Lines that contain "AuthService": how many are there in the listing below? Answer with a number and nothing more.

_SUPPLIED MATERIAL_
____________
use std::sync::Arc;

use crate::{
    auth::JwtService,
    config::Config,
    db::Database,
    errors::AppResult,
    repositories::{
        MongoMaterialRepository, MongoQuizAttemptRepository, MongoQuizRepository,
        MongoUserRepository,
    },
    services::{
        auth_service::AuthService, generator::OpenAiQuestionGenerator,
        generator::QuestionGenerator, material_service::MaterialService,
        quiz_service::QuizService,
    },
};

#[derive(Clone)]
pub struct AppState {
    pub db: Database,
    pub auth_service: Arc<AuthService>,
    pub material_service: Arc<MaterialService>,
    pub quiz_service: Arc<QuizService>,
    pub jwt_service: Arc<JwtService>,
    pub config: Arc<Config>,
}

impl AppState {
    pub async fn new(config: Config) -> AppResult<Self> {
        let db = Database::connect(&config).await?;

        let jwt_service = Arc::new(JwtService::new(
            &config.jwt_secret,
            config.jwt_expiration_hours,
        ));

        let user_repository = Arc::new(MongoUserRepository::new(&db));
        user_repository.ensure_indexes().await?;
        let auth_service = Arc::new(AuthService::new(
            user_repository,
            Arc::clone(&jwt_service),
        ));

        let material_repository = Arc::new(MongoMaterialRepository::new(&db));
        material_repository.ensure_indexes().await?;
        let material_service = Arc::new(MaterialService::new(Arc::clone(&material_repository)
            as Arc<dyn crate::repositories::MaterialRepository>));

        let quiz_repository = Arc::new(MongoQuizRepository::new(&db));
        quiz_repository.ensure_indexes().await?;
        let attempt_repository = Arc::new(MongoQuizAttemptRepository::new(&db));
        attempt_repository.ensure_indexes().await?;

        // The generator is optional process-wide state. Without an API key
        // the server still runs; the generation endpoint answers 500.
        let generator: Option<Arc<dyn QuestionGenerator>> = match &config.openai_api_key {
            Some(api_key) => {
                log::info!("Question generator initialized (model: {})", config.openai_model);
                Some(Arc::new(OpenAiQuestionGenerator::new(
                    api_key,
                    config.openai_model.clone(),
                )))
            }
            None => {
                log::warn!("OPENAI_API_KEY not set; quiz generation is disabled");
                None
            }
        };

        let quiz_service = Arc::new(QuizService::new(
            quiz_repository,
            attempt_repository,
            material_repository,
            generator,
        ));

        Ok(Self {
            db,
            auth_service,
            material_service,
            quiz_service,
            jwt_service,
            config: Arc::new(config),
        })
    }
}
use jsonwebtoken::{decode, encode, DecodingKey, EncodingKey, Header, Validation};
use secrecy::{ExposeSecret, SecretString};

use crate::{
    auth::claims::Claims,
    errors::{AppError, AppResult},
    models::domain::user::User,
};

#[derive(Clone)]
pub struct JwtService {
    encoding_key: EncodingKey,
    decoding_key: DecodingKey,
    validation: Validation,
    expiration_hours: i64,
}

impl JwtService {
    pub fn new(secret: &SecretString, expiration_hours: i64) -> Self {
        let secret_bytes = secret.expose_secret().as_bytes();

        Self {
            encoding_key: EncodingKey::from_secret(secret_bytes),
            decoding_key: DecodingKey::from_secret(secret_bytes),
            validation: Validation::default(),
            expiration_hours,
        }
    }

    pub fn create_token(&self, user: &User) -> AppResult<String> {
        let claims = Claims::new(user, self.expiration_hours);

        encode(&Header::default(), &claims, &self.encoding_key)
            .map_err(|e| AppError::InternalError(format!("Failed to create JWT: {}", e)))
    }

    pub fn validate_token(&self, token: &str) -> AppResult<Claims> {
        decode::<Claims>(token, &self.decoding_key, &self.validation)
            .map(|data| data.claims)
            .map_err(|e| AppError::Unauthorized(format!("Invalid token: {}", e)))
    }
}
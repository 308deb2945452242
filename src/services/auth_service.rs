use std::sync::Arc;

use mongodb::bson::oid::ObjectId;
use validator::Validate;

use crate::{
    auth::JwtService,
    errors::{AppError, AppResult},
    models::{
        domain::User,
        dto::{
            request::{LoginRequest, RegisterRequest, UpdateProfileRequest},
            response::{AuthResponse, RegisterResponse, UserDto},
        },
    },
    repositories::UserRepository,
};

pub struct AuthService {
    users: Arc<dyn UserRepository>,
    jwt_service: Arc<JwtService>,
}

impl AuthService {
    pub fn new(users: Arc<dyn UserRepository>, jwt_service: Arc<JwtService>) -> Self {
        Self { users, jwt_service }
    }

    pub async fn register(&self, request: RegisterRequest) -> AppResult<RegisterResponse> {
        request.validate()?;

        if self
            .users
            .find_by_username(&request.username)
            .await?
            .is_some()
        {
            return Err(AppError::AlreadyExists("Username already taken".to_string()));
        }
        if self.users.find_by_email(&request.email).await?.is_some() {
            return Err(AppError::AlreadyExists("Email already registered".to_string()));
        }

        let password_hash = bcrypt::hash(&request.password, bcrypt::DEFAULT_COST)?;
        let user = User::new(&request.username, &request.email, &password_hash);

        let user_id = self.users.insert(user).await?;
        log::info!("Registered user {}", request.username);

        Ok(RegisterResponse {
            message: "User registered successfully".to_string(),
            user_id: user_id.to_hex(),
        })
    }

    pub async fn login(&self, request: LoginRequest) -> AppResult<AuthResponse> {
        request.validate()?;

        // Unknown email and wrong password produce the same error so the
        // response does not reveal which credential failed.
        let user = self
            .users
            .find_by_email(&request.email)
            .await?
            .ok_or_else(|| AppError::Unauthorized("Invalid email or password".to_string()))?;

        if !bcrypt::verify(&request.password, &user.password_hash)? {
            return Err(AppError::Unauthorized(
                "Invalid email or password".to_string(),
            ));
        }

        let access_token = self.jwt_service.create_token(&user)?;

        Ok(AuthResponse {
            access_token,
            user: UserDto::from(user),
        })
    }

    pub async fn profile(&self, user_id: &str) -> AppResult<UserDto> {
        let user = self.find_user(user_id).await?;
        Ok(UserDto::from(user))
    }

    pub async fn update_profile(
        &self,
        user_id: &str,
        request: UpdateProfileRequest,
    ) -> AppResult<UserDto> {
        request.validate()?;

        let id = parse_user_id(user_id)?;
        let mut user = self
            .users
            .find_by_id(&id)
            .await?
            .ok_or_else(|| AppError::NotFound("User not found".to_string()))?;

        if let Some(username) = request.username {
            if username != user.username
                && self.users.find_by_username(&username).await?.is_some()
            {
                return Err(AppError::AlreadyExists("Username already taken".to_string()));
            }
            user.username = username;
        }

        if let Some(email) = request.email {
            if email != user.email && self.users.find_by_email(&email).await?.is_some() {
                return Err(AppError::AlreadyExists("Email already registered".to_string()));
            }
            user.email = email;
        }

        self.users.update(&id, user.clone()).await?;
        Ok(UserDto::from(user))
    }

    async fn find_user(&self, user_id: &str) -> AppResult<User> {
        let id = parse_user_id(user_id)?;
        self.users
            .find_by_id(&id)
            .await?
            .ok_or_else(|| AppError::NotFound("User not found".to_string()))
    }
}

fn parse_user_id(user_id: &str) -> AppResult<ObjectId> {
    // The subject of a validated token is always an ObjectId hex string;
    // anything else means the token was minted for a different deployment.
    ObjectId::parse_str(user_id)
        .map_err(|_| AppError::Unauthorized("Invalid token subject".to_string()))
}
____________
_TASK OUTPUT_
5